== TASK INSTRUCTIONS ==
Within the entries below, every line containing "send" is to be copied.

[Stored data]
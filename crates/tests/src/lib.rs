#![cfg(test)]

#[macro_use]
extern crate log;

use anyhow::Result;
use serde_json::json;
use sonde_common::{DiscardReason, TelemetryItem};
use sonde_core::{
    Configuration, MemoryChannel, MessageId, Plugin,
    TelemetryCore,
    test_utils::{CallLog, RecordingInitPlugin, RecordingPlugin},
};
use sonde_errors::SondeError;
use sonde_events::{NotificationChannel, NotificationEvent, NotificationListener};
use std::{sync::Arc, thread, time::Duration};

const IKEY: &str = "integration-ikey";

fn init_logging() {
    let _ = pretty_env_logger::formatted_builder()
        .filter_level(log::LevelFilter::Debug)
        .is_test(true)
        .try_init();
}

/// Fails every sent notification.
struct FailingListener;

impl NotificationListener for FailingListener {
    fn events_sent(&self, _items: &[TelemetryItem]) -> Result<()> {
        anyhow::bail!("listener rejected send")
    }
}

#[test]
fn test_file_configuration_drives_pipeline() -> Result<()> {
    init_logging();
    let log = CallLog::default();
    let core = TelemetryCore::new();
    let (enrich_log, setup_log) = (log.clone(), log.clone());
    core.register_extension("enricher", move || {
        Plugin::processing(Arc::new(RecordingPlugin::new("enricher", 50, enrich_log.clone())))
    });
    core.register_extension("setup", move || {
        Plugin::init_only(Arc::new(RecordingInitPlugin::new("setup", setup_log.clone())))
    });

    let config: Configuration = toml::from_str(&format!(
        r#"
        instrumentation_key = "{IKEY}"
        extensions = ["enricher", "setup"]

        [diagnostics]
        logging_level_telemetry = 2
        "#
    ))?;
    let channel = Arc::new(MemoryChannel::new("memory"));
    core.initialize(config, vec![Plugin::channel(channel.clone())])?;

    core.track(TelemetryItem::new("Checkout").with_property("cart", 3))?;

    assert_eq!(log.entries_with_prefix("init:"), vec!["init:setup", "init:enricher"]);
    assert_eq!(log.entries_with_prefix("process:"), vec!["process:enricher:Checkout"]);
    let sent = channel.sent_items();
    assert_eq!(sent.len(), 1);
    assert_eq!(sent[0].ikey.as_deref(), Some(IKEY));
    assert_eq!(sent[0].data.as_ref().unwrap()["cart"], json!(3));
    Ok(())
}

#[tokio::test]
async fn test_notifications_reach_async_subscribers() -> Result<()> {
    init_logging();
    let core = TelemetryCore::new();
    let notifications = Arc::new(NotificationChannel::new());
    let mut subscriber = notifications.subscribe();
    core.add_notification_listener(notifications);
    core.initialize(
        Configuration::new(IKEY),
        vec![Plugin::channel(Arc::new(MemoryChannel::new("memory")))],
    )?;

    core.track(TelemetryItem::new("Good"))?;
    let err = core.track(TelemetryItem::default()).unwrap_err();
    assert_eq!(err.missing_field(), Some("name"));

    let sent = subscriber.recv().await?;
    assert_eq!(sent.event, NotificationEvent::EventsSent { names: vec!["Good".to_string()] });

    let discarded = subscriber.recv().await?;
    assert!(discarded.is_error());
    assert_eq!(
        discarded.event,
        NotificationEvent::EventsDiscarded {
            names: vec![String::new()],
            reason: DiscardReason::InvalidEvent,
        }
    );
    Ok(())
}

#[test]
fn test_tracking_from_many_threads() -> Result<()> {
    init_logging();
    let log = CallLog::default();
    let core = TelemetryCore::new();
    let channel = Arc::new(MemoryChannel::new("memory"));
    core.initialize(
        Configuration::new(IKEY),
        vec![
            Plugin::processing(Arc::new(RecordingPlugin::new("stage", 10, log.clone()))),
            Plugin::channel(channel.clone()),
        ],
    )?;

    let workers: Vec<_> = (0..4)
        .map(|worker| {
            let core = core.clone();
            thread::spawn(move || {
                for n in 0..25 {
                    core.track(TelemetryItem::new(format!("worker-{worker}-{n}")))?;
                }
                Ok::<_, SondeError>(())
            })
        })
        .collect();
    for worker in workers {
        worker.join().expect("worker panicked")?;
    }

    assert_eq!(channel.sent_items().len(), 100);
    assert_eq!(log.entries_with_prefix("process:stage").len(), 100);
    Ok(())
}

#[test]
fn test_listener_errors_surface_from_track() -> Result<()> {
    init_logging();
    let core = TelemetryCore::new();
    core.add_notification_listener(Arc::new(FailingListener));
    let channel = Arc::new(MemoryChannel::new("memory"));
    core.initialize(Configuration::new(IKEY), vec![Plugin::channel(channel.clone())])?;

    let err = core.track(TelemetryItem::new("evt")).unwrap_err();
    assert!(matches!(err, SondeError::Plugin(_)));
    assert_eq!(err.to_string(), "listener rejected send");
    Ok(())
}

#[tokio::test(start_paused = true)]
async fn test_internal_diagnostics_are_tracked_on_poll() -> Result<()> {
    init_logging();
    let log = CallLog::default();
    let core = TelemetryCore::new();
    let notifications = Arc::new(NotificationChannel::new());
    let mut subscriber = notifications.subscribe();
    core.add_notification_listener(notifications);

    let mut config = Configuration::new(IKEY);
    config.diagnostics.logging_level_telemetry = 2;
    config.diagnostics.diagnostic_log_interval_ms = 1_000;
    let channel = Arc::new(MemoryChannel::new("memory"));
    core.initialize(
        config,
        vec![
            Plugin::processing(Arc::new(RecordingPlugin::new("left", 10, log.clone()))),
            Plugin::processing(Arc::new(RecordingPlugin::new("right", 10, log.clone()))),
            Plugin::channel(channel.clone()),
        ],
    )?;
    assert_eq!(core.logger().queue_len(), 1);

    let poll = core.poll_internal_logs();
    tokio::time::sleep(Duration::from_millis(1_500)).await;
    poll.cancel();
    poll.join().await?;

    let name = format!("InternalMessageId: {}", MessageId::DUPLICATE_PRIORITY);
    let sent = channel.sent_items();
    assert_eq!(sent.len(), 1);
    assert_eq!(sent[0].name.as_deref(), Some(name.as_str()));
    assert_eq!(core.logger().queue_len(), 0);

    let info = subscriber.recv().await?;
    debug!("received {}", info.formatted_log);
    assert_eq!(info.event, NotificationEvent::EventsSent { names: vec![name] });
    Ok(())
}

== REPLY TO THE EXERCISE ==
        anyhow::bail!("listener rejected send")
    assert_eq!(err.to_string(), "listener rejected send");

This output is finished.